The JCAA is with us on this too:

- http://www.jcaa.org/JCAA_NJSFSC_Position.htm
"(In NJ)...The sales tax generated by recreational anglers is between 41 and 61 million dollars. If just 2% of that was put into the Division of Fish and Wildlife, we could not only manage striped bass but we could also manage the total marine resource including commercial fishing. The Division needs an additional 2 million dollars to run their programs well. The long-term solution is to secure more funding from the legislature. In the short term, we need about 195,000 dollars to be included in the striped bass bill that will be considered by the current legislature.
> We do not believe any fee should be associated with the bonus tag program. A saltwater license by any other name is still a saltwater license. All we have to look at is the HMS permit. In the beginning, all you only needed was a $22 permit to fish for Bluefin tuna. Now the NMFS has added so many species to the list requiring a permit that you are forced to buy one if you want to fish for any highly migratory species. This tuna permit is now a federal backdoor saltwater fishing license and _none of the money benefits the fishermen_..."


----------



## Manayunk Jake (Oct 3, 2001)

Greetings Aplus!

As stated above: "But like anything else capable of generating revenue, it wouldn't be long before the politicians twisted the license into an unrecognizable monster." The HMS permit is a prime example. Thanks for sharing!


----------



## AplusWebMaster (Jun 21, 2004)

*You know it!...*

...what I don't get is why the guys at the NC forum here:
- http://fishmojo.com/forums/showthread.php?t=5547
...seem to -want- a license  , dreaming the revenue will be used by the government political appointees correctly. Amazing...


----------



## Manayunk Jake (Oct 3, 2001)

Greetings (again) Aplus!

When you look at how many times the Federal Government has tried to tap into funds provided by excise tax for sporting equipment (Pittman-Robertson, Dingell-Johnson, and Wallop-Breaux Acts), it's easy to see how local funds could be easily manipulated. A marine license for any state would have to be written on the same level as those groundbreaking pieces of legislation to be effective plus stand the test of time. Unfortunately, local legislation never receives the attention to detail that federal legislation does. The fact is a good percentage of federal legislation contains loopholes and addendums that ultimately defeat the purpose of the legislation.

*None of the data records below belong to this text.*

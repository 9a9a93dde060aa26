//! Shipper configuration.

use std::time::Duration;

use mdstudio_core::{Error, FailureKind, Result};
use serde::{Deserialize, Serialize};
use serde_json::Value;

/// Flush and retry tuning for a [`LogShipper`](crate::LogShipper).
///
/// All durations are in milliseconds so the config can be read from JSON.
#[derive(Debug, Clone, PartialEq, Eq, Serialize, Deserialize)]
#[serde(default)]
pub struct ShipperConfig {
    /// Buffers at or above this size are shipped without debouncing.
    pub flush_threshold: usize,
    /// Wait before shipping a small buffer.
    pub debounce_ms: u64,
    /// Period of the background flusher.
    pub flush_interval_ms: u64,
    /// Waits before each retry after a timeout.
    pub timeout_retry_ms: Vec<u64>,
    /// Waits before each retry after an application-level rejection.
    pub application_retry_ms: Vec<u64>,
    /// Waits before each retry after a lost transport or remote exception.
    pub transport_retry_ms: Vec<u64>,
}

impl Default for ShipperConfig {
    fn default() -> Self {
        Self {
            flush_threshold: 10,
            debounce_ms: 1000,
            flush_interval_ms: 1000,
            timeout_retry_ms: vec![3000, 1000],
            application_retry_ms: vec![1000],
            transport_retry_ms: vec![1000, 1000],
        }
    }
}

impl ShipperConfig {
    /// Parse a JSON config; missing fields keep their defaults.
    ///
    /// # Errors
    /// Returns an error if `json` is not a valid config object.
    pub fn from_json(json: &str) -> Result<Self> {
        match serde_json::from_str(json)? {
            object @ Value::Object(_) => Ok(serde_json::from_value(object)?),
            other => Err(Error::failed(format!(
                "shipper config must be a JSON object, got {other}"
            ))),
        }
    }

    #[must_use]
    pub const fn debounce(&self) -> Duration {
        Duration::from_millis(self.debounce_ms)
    }

    #[must_use]
    pub const fn flush_interval(&self) -> Duration {
        Duration::from_millis(self.flush_interval_ms)
    }

    /// Wait before retry number `attempt` (0-based) after a failure of `kind`.
    ///
    /// `None` means the failure is not retried (again).
    #[must_use]
    pub fn retry_wait(&self, kind: FailureKind, attempt: usize) -> Option<Duration> {
        let waits = match kind {
            FailureKind::Timeout => &self.timeout_retry_ms,
            FailureKind::Application => &self.application_retry_ms,
            FailureKind::Transport => &self.transport_retry_ms,
            FailureKind::Logic | FailureKind::Refreshing | FailureKind::Unclassified => {
                return None;
            }
        };
        waits.get(attempt).copied().map(Duration::from_millis)
    }
}

#[cfg(test)]
mod tests {
    use super::*;

    #[test]
    fn test_default_policy() {
        let config = ShipperConfig::default();
        assert_eq!(
            config.retry_wait(FailureKind::Timeout, 0),
            Some(Duration::from_secs(3))
        );
        assert_eq!(
            config.retry_wait(FailureKind::Timeout, 1),
            Some(Duration::from_secs(1))
        );
        assert_eq!(config.retry_wait(FailureKind::Timeout, 2), None);
        assert_eq!(config.retry_wait(FailureKind::Application, 1), None);
        assert_eq!(config.retry_wait(FailureKind::Unclassified, 0), None);
        assert_eq!(config.retry_wait(FailureKind::Logic, 0), None);
    }

    #[test]
    fn test_partial_json_keeps_defaults() {
        let config = ShipperConfig::from_json(r#"{"flush_threshold": 3, "timeout_retry_ms": []}"#)
            .unwrap();
        assert_eq!(config.flush_threshold, 3);
        assert_eq!(config.debounce(), Duration::from_secs(1));
        assert_eq!(config.retry_wait(FailureKind::Timeout, 0), None);
        assert_eq!(
            config.retry_wait(FailureKind::Transport, 1),
            Some(Duration::from_secs(1))
        );
    }

    #[test]
    fn test_invalid_json() {
        assert!(matches!(
            ShipperConfig::from_json("[1, 2]"),
            Err(Error::Failed(_))
        ));
        assert!(ShipperConfig::from_json("3").is_err());
        assert!(matches!(
            ShipperConfig::from_json(r#"{"flush_threshold": "ten"}"#),
            Err(Error::Json(_))
        ));
    }
}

Thankfully the three cited acts, through careful writing and interpretation, have done immeasurable good for fish and game, nongame species, habitats, access, and scientific study. To expect a local legislature to achieve similar results is probably asking too much. Perhaps a national marine license could come close, as long as it didn't suffer beuracratic overkill. Simply paying the money to the states involved, with strict restrictions on how the money is used, would come close. But again, I don't see the individual states giving up the right to COLLECT the funds....


----------